(Collected data)
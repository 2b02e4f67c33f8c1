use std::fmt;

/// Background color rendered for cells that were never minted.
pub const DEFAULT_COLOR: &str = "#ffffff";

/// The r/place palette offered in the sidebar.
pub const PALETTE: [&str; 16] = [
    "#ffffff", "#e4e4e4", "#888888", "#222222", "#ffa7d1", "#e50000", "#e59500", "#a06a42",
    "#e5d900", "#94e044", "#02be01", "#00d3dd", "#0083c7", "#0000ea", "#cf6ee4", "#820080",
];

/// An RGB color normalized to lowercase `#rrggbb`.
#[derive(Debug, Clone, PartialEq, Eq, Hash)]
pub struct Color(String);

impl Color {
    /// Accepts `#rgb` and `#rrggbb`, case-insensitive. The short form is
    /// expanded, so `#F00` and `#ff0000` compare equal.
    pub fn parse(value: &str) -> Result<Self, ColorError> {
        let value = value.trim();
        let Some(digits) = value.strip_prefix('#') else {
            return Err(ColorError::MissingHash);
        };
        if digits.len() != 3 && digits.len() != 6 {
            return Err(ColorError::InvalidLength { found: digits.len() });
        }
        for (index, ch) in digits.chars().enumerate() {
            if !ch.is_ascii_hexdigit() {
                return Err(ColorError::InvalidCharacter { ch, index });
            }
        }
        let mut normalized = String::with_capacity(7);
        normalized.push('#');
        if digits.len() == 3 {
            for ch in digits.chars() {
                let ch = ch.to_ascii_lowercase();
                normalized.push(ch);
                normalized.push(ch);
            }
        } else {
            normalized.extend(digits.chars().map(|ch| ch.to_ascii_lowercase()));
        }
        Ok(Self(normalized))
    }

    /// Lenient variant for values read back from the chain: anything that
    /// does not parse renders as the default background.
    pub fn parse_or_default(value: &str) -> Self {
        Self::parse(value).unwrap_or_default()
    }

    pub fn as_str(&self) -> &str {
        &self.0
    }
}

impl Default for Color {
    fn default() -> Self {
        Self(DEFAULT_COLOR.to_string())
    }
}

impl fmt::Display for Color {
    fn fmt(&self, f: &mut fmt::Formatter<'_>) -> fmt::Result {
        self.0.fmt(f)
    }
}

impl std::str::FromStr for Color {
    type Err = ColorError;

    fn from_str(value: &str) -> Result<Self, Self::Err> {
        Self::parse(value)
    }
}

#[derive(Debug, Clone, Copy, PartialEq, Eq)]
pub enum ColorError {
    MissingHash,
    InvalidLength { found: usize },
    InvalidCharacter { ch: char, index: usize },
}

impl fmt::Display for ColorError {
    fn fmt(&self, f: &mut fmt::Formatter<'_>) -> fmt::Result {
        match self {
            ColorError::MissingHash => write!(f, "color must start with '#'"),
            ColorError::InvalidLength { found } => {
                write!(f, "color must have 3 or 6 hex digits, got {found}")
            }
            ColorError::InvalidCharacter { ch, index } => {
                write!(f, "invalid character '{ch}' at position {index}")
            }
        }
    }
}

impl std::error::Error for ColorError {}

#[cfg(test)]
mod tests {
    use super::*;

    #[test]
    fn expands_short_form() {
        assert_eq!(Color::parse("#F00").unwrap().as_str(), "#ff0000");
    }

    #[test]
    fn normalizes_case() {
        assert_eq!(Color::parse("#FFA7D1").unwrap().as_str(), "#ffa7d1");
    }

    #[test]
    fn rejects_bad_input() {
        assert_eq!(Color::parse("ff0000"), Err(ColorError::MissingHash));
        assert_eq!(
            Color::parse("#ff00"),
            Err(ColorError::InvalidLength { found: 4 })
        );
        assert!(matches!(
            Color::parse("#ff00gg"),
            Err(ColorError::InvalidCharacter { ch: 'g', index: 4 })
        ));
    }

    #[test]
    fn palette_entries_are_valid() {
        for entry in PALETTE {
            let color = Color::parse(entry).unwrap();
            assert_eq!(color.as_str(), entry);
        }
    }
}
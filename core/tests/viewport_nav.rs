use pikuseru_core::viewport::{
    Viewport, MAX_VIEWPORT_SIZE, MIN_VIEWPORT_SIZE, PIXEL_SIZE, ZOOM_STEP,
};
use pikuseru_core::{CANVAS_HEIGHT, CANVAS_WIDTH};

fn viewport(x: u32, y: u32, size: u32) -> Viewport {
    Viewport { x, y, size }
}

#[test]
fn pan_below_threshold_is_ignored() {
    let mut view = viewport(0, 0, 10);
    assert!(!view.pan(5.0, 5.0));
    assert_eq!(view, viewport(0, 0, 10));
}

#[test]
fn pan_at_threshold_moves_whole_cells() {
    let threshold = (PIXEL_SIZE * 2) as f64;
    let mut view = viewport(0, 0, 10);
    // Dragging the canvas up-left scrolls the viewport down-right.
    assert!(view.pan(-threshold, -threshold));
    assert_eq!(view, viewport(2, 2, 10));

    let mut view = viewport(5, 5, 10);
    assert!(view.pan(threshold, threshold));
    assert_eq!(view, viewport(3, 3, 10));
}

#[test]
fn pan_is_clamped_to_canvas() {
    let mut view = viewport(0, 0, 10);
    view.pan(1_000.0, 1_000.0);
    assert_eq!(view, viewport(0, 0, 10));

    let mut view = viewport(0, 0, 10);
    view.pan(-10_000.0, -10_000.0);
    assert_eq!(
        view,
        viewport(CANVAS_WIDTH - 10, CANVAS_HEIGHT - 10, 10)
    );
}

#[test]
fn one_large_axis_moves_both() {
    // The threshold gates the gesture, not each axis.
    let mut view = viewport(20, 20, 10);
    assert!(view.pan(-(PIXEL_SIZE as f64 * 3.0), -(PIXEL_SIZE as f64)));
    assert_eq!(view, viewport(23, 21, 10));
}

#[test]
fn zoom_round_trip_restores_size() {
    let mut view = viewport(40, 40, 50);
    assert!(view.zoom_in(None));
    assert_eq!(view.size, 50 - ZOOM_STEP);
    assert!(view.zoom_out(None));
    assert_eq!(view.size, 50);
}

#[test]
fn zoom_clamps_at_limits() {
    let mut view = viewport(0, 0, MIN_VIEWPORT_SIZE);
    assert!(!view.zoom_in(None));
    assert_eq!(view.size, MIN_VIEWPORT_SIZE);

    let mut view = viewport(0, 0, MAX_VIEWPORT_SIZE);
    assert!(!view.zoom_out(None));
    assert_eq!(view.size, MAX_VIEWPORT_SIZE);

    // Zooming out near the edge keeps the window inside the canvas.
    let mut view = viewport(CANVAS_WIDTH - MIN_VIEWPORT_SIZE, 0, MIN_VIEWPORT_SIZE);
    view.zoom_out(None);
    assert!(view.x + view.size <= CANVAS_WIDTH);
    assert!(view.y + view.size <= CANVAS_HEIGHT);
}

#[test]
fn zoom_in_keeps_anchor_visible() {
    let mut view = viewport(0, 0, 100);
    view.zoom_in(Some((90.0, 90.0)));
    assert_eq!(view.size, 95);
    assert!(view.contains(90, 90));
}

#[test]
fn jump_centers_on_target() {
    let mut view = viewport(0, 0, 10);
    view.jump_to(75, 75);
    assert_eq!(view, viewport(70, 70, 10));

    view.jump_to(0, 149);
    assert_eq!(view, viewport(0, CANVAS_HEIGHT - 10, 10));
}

---

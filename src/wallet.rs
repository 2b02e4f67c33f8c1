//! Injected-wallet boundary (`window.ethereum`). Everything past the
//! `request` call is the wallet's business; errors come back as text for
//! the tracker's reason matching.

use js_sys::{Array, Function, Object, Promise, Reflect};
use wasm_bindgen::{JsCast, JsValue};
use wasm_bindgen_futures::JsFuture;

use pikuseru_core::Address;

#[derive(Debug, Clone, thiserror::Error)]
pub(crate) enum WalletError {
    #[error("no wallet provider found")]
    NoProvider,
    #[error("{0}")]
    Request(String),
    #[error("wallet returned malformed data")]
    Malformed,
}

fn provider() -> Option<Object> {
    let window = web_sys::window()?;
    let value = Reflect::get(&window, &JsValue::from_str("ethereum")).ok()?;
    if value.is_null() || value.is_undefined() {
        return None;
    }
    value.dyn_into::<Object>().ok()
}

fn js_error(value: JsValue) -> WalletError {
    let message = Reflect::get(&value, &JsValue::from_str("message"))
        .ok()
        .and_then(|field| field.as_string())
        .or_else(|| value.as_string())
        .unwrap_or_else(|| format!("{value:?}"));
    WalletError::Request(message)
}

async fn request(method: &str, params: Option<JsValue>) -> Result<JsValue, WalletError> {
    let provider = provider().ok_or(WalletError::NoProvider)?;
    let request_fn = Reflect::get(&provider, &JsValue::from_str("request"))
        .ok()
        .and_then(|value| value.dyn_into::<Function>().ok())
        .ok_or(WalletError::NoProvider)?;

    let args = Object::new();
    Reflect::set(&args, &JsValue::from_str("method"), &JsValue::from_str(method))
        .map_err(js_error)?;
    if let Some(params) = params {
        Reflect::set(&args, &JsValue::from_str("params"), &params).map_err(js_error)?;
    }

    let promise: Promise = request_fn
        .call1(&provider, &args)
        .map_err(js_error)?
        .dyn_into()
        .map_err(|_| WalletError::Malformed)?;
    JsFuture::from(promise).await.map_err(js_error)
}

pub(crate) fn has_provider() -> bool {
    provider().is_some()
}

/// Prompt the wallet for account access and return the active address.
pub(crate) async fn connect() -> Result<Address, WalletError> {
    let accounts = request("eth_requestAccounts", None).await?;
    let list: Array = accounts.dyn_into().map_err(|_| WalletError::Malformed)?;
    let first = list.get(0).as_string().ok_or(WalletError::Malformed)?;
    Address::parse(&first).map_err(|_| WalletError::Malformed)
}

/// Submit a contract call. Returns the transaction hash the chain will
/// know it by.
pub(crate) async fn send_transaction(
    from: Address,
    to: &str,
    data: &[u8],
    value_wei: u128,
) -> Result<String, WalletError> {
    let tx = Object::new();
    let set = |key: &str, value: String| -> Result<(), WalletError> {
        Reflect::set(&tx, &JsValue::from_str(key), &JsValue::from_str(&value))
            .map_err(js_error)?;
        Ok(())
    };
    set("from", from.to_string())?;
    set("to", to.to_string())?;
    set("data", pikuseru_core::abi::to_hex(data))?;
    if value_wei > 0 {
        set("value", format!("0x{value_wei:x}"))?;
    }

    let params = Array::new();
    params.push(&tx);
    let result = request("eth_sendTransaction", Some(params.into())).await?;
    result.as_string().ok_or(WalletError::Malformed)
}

---

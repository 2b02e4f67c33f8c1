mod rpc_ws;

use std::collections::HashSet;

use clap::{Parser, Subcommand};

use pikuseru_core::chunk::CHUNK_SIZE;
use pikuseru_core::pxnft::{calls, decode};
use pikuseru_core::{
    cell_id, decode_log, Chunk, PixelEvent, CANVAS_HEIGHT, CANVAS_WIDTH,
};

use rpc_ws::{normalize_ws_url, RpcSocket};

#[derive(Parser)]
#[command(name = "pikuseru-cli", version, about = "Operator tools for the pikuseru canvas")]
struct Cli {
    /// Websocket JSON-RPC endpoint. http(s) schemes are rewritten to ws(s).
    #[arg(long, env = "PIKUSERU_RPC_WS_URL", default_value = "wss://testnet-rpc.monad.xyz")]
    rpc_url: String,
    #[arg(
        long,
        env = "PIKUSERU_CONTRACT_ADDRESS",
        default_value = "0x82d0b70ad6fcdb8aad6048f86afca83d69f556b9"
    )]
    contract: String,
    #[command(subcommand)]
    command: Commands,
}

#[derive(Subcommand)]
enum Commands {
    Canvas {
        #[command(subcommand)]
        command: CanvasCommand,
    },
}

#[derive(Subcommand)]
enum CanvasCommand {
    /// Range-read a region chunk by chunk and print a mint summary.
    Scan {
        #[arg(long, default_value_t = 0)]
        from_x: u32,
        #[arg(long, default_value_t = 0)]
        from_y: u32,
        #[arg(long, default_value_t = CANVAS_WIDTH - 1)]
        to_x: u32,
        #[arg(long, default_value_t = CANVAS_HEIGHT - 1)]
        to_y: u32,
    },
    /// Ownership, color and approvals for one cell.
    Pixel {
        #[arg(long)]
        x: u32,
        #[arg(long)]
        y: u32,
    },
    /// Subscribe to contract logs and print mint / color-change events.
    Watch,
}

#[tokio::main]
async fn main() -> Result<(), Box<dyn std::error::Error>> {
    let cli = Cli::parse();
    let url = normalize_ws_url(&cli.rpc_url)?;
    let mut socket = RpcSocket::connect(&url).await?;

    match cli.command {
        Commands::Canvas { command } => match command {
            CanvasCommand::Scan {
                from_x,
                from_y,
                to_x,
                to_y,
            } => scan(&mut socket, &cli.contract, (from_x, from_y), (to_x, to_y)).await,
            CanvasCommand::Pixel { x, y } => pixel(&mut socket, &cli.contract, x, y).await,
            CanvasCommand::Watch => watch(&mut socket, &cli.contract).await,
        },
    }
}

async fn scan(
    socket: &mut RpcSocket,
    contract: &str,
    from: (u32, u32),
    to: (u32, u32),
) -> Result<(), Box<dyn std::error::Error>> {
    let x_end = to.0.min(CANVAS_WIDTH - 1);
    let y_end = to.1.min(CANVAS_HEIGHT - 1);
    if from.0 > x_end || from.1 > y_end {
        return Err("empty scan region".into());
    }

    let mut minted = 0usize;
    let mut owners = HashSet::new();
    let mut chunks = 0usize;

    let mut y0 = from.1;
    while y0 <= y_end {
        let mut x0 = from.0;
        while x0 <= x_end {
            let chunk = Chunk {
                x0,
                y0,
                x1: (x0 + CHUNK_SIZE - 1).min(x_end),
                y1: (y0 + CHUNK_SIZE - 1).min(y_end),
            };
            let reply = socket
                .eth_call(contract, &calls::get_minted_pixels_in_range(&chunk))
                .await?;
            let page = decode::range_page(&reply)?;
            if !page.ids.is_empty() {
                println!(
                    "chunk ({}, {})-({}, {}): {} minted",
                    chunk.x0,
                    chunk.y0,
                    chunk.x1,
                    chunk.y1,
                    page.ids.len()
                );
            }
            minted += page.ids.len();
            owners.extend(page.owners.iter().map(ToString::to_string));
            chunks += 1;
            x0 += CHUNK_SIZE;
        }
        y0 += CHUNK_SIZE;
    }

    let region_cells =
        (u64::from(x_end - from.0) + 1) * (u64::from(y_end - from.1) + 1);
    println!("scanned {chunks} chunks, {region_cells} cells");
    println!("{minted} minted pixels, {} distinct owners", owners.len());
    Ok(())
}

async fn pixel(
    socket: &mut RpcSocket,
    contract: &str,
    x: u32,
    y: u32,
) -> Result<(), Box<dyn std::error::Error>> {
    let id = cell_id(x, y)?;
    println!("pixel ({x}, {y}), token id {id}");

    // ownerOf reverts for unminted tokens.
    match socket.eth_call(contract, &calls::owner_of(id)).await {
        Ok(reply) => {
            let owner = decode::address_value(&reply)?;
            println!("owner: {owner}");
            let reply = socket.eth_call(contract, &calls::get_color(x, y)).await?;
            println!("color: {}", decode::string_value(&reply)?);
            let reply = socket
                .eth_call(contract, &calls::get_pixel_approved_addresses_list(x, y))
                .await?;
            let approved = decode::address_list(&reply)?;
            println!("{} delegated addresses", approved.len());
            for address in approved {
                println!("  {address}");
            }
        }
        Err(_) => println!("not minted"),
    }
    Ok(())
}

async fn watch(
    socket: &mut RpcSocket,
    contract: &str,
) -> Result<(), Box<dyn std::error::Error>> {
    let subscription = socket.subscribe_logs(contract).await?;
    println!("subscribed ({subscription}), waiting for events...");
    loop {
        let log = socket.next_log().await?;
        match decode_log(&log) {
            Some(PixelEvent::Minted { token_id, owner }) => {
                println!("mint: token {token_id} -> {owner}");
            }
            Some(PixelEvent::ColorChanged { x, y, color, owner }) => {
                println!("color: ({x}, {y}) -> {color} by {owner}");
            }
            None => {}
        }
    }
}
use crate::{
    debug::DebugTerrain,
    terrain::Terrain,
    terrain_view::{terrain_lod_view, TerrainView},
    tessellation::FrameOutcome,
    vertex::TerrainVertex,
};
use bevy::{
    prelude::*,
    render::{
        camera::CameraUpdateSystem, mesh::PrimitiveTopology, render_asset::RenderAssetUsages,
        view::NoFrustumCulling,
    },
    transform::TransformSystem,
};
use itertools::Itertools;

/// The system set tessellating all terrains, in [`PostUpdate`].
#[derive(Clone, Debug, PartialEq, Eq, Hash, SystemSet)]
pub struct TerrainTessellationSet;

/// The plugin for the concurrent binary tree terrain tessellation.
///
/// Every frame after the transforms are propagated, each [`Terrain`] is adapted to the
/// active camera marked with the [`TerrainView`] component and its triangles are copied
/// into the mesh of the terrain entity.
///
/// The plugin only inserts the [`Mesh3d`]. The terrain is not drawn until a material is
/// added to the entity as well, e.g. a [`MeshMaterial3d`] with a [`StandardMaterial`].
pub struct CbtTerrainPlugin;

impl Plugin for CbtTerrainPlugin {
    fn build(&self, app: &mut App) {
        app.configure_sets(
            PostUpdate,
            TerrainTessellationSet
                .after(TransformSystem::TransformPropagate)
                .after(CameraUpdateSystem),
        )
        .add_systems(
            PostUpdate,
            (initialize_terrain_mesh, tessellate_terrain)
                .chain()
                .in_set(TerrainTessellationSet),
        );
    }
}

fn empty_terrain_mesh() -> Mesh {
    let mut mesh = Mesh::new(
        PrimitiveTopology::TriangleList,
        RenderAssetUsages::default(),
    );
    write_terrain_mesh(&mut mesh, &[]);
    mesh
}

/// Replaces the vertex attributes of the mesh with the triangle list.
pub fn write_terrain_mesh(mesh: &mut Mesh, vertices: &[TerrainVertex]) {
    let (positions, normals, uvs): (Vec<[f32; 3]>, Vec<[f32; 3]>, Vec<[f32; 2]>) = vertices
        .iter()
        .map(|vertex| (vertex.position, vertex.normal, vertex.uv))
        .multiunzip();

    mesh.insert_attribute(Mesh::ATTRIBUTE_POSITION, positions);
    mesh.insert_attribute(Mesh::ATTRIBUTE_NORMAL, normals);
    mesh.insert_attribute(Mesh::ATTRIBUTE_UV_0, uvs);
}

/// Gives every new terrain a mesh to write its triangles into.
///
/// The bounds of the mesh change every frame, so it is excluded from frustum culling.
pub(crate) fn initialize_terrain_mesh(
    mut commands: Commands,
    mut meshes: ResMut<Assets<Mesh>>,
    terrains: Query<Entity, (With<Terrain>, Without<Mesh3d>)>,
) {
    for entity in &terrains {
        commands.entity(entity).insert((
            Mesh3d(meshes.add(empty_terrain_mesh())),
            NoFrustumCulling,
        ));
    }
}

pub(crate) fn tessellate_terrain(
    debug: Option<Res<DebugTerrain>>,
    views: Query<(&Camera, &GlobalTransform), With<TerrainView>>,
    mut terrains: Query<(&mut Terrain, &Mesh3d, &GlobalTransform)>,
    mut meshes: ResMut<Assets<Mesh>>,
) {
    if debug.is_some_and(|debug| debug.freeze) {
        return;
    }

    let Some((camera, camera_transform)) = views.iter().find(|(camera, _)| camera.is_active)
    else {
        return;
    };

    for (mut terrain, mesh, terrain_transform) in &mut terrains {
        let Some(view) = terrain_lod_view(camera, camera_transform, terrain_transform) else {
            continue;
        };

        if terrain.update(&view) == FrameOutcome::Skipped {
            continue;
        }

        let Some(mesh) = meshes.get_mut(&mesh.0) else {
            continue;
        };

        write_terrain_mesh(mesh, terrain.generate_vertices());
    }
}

| Work required |
Please go through the data and copy each line containing the word "TransformSystem".

| Exercise answer |
    transform::TransformSystem,
                .after(TransformSystem::TransformPropagate)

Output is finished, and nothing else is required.